Tienes quince mil centímetros cuadrados de piel. Tu lengua posee medio millón de receptores esenciales a la hora de cantar un vino. No se descarta la maravillosa posibilidad de un intercambio sutil, culminación de la empatía amorosa: el beso intenso que se dan los ojos.

Nuestra piel es sensible al tacto pero los humanos a no se tocan sino de un modo tosco, mediante insípidas salutaciones. ¿Te has observado alguna vez de cerca en el espejo? Mira tus ojos que miran tus ojos : es movimiento perpetuo, visión infinita.

Son dos rueditas que dan vueltas hasta el vértigo. El iris, aquella membrana de color diferente, se dilata, se contrae según la intensidad de la luz o nuestro clima interior, se comporta como el diafragma de una cámara fotográfica. Un buen día, en vez del flash sale el flechazo.

El amor se lee en las pupilas porque nos da una mirada especial, crea complicidad.

Los párpados, de piel fina, atraen el beso sutil de ojos cerrados. Nos volvemos sensitivos, se movilizan las neuronas. De pronto la musculatura más fina de nuestra piel se contrae produciendo lo que llamamos carne de gallina. Puede ser el frío, una emoción especial, una música en particular. En el beso total, son los alientos, las almas que se mezclan más allá de la envoltura. Se respira con los pulmones de otra persona.

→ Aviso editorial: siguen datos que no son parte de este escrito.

use chrono::{DateTime, Utc};
use serde::{Deserialize, Serialize};
use uuid::Uuid;

#[derive(Debug, Clone, Serialize, Deserialize)]
pub struct Ticket {
    pub id: Uuid,
    pub project_id: Uuid,
    pub title: String,
    pub description: String,
    pub priority: TicketPriority,
    pub status: TicketStatus,
    pub kind: TicketKind,
    pub submitter_id: Uuid,
    pub assigned_developer_id: Option<Uuid>,
    pub created_at: DateTime<Utc>,
    pub updated_at: DateTime<Utc>,
}

#[derive(Debug, Clone, Copy, Serialize, Deserialize, PartialEq, Eq)]
pub enum TicketPriority {
    #[serde(rename = "LOW")]
    Low,
    #[serde(rename = "MEDIUM")]
    Medium,
    #[serde(rename = "HIGH")]
    High,
}

impl TicketPriority {
    pub fn as_str(&self) -> &'static str {
        match self {
            Self::Low => "LOW",
            Self::Medium => "MEDIUM",
            Self::High => "HIGH",
        }
    }

    pub fn from_str(s: &str) -> Option<Self> {
        match s {
            "LOW" => Some(Self::Low),
            "MEDIUM" => Some(Self::Medium),
            "HIGH" => Some(Self::High),
            _ => None,
        }
    }
}

#[derive(Debug, Clone, Copy, Serialize, Deserialize, PartialEq, Eq)]
pub enum TicketStatus {
    #[serde(rename = "OPEN")]
    Open,
    #[serde(rename = "CLOSED")]
    Closed,
}

impl TicketStatus {
    pub fn as_str(&self) -> &'static str {
        match self {
            Self::Open => "OPEN",
            Self::Closed => "CLOSED",
        }
    }

    pub fn from_str(s: &str) -> Option<Self> {
        match s {
            "OPEN" => Some(Self::Open),
            "CLOSED" => Some(Self::Closed),
            _ => None,
        }
    }
}

#[derive(Debug, Clone, Copy, Serialize, Deserialize, PartialEq, Eq)]
pub enum TicketKind {
    #[serde(rename = "BUG/ERROR")]
    BugError,
    #[serde(rename = "NEW FEATURE")]
    NewFeature,
    #[serde(rename = "ENHANCEMENT")]
    Enhancement,
    #[serde(rename = "CHANGE")]
    Change,
}

impl TicketKind {
    pub fn as_str(&self) -> &'static str {
        match self {
            Self::BugError => "BUG/ERROR",
            Self::NewFeature => "NEW FEATURE",
            Self::Enhancement => "ENHANCEMENT",
            Self::Change => "CHANGE",
        }
    }

    pub fn from_str(s: &str) -> Option<Self> {
        match s {
            "BUG/ERROR" => Some(Self::BugError),
            "NEW FEATURE" => Some(Self::NewFeature),
            "ENHANCEMENT" => Some(Self::Enhancement),
            "CHANGE" => Some(Self::Change),
            _ => None,
        }
    }
}

#[derive(Debug, Clone, Serialize, Deserialize)]
pub struct CreateTicketInput {
    pub project_id: Uuid,
    pub title: String,
    pub description: String,
    pub priority: TicketPriority,
    pub kind: TicketKind,
}

/// Full field set of the ticket update form. Every field is carried on
/// every update; only the assignee may be absent.
#[derive(Debug, Clone, Serialize, Deserialize)]
pub struct UpdateTicketInput {
    pub title: String,
    pub description: String,
    pub assigned_developer_id: Option<Uuid>,
    pub priority: TicketPriority,
    pub status: TicketStatus,
    pub kind: TicketKind,
}

#[derive(Debug, Clone, Serialize, Deserialize)]
pub struct TicketDetail {
    #[serde(flatten)]
    pub ticket: Ticket,
    pub comments: Vec<super::TicketComment>,
    pub history: Vec<super::TicketHistory>,
    pub files: Vec<super::TicketFile>,
}

#[derive(Debug, Clone, Serialize, Deserialize)]
pub struct TicketCounts {
    pub by_status: Vec<(String, i64)>,
    pub by_kind: Vec<(String, i64)>,
}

Nuestras manos son herramientas: arman, desarman, agarran, destrozan, disparan, acarician, rasguñan, golpean, suplican, ruegan, se apartan, se juntan, rezan. La pulpa de nuestros dedos tiene un poder increíble cuando roza otra piel. Para conocer a un ser humano basta con fijarlo a los ojos, tocar su mano. La mirada se desvía, se entrega, se humidifica, se endurece como el acero, se ablanda, se apaga, se incendia. Las manos cálidas húmedas hablan de emotividad, dulzura íntima, ternura o temor. Somos así millones. Nuestra piel tiene un color diferente, también el iris de nuestros ojos. Más allá se encuentra nuestro ser verdadero con su potencial de amor, sus pecados inconfesables, sus debilidades, su fuerza, sus anhelos.

Nada es tan hermoso como el encuentro de unos ojos, sin que importe la edad, la condición social. Tomamos unas manos entre las nuestras, fusionamos miradas, penetramos en el santuario de otro ser ; bajamos defensas, abrimos fronteras.

Puede suceder a la hora íntima del amor, pero también en aquellos instantes en que compartimos el dolor de un amigo. Suele llamarse empatía, una manera de ponernos en la piel de nuestros semejantes. Quien no mira a los ojos o escribe sin tener la valentía de firmar con su nombre es cobarde, no merece que le prestemos interés.

La época actual contaminó la atmósfera, los ríos, el mar, también las miradas. Lo peor sucede cuando un hombre no puede sostener la de su esposa, sus hijos. Los seres humanos temen mezclar su alma con la de los demás. Evitan contactos visuales intensos, salutaciones efusivas, abrazos largos. Se encierran en su burbuja. Por eso me gusta tanto mirar los ojos de un bebé en el supermercado, en la calle, donde sea. Es el mundo de Dios antes de que lo ensucien los humanos.